Items from a data source
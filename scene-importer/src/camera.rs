//! Camera representation and utilities

use crate::types::Vector3D;

/// A camera in the scene
///
/// Position and orientation are relative to the node carrying the same name.
#[derive(Debug, Clone, PartialEq)]
pub struct Camera {
    pub(crate) name: String,
    pub(crate) position: Vector3D,
    pub(crate) up: Vector3D,
    pub(crate) look_at: Vector3D,
    pub(crate) horizontal_fov: f32,
    pub(crate) clip_plane_near: f32,
    pub(crate) clip_plane_far: f32,
    pub(crate) aspect: f32,
    pub(crate) orthographic_width: f32,
}

impl Camera {
    /// Create a camera looking down +Z with a 45 degree field of view
    pub fn new<S: Into<String>>(name: S) -> Self {
        Self {
            name: name.into(),
            position: Vector3D::ZERO,
            up: Vector3D::Y,
            look_at: Vector3D::Z,
            horizontal_fov: std::f32::consts::FRAC_PI_4,
            clip_plane_near: 0.1,
            clip_plane_far: 1000.0,
            aspect: 0.0,
            orthographic_width: 0.0,
        }
    }

    /// Get the name of the camera
    pub fn name(&self) -> &str {
        &self.name
    }

    /// Get the position of the camera
    pub fn position(&self) -> Vector3D {
        self.position
    }

    /// Get the up vector of the camera
    pub fn up(&self) -> Vector3D {
        self.up
    }

    /// Get the look-at vector of the camera
    pub fn look_at(&self) -> Vector3D {
        self.look_at
    }

    /// Get the horizontal field of view in radians
    pub fn horizontal_fov(&self) -> f32 {
        self.horizontal_fov
    }

    /// Get the near clipping plane distance
    pub fn clip_plane_near(&self) -> f32 {
        self.clip_plane_near
    }

    /// Get the far clipping plane distance
    pub fn clip_plane_far(&self) -> f32 {
        self.clip_plane_far
    }

    /// Get the aspect ratio (0 means undefined)
    pub fn aspect(&self) -> f32 {
        self.aspect
    }

    /// Get the orthographic width (for orthographic cameras)
    pub fn orthographic_width(&self) -> f32 {
        self.orthographic_width
    }
}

PROBLEM STATEMENT
From the line holding "look-at vector of the camera" to the last line of the records, quote each line exactly and add nothing.

OUTPUT OF THE EXERCISE
    /// Get the look-at vector of the camera
    pub fn look_at(&self) -> Vector3D {
        self.look_at
    }

    /// Get the horizontal field of view in radians
    pub fn horizontal_fov(&self) -> f32 {
        self.horizontal_fov
    }

    /// Get the near clipping plane distance
    pub fn clip_plane_near(&self) -> f32 {
        self.clip_plane_near
    }

    /// Get the far clipping plane distance
    pub fn clip_plane_far(&self) -> f32 {
        self.clip_plane_far
    }

    /// Get the aspect ratio (0 means undefined)
    pub fn aspect(&self) -> f32 {
        self.aspect
    }

    /// Get the orthographic width (for orthographic cameras)
    pub fn orthographic_width(&self) -> f32 {
        self.orthographic_width
    }
}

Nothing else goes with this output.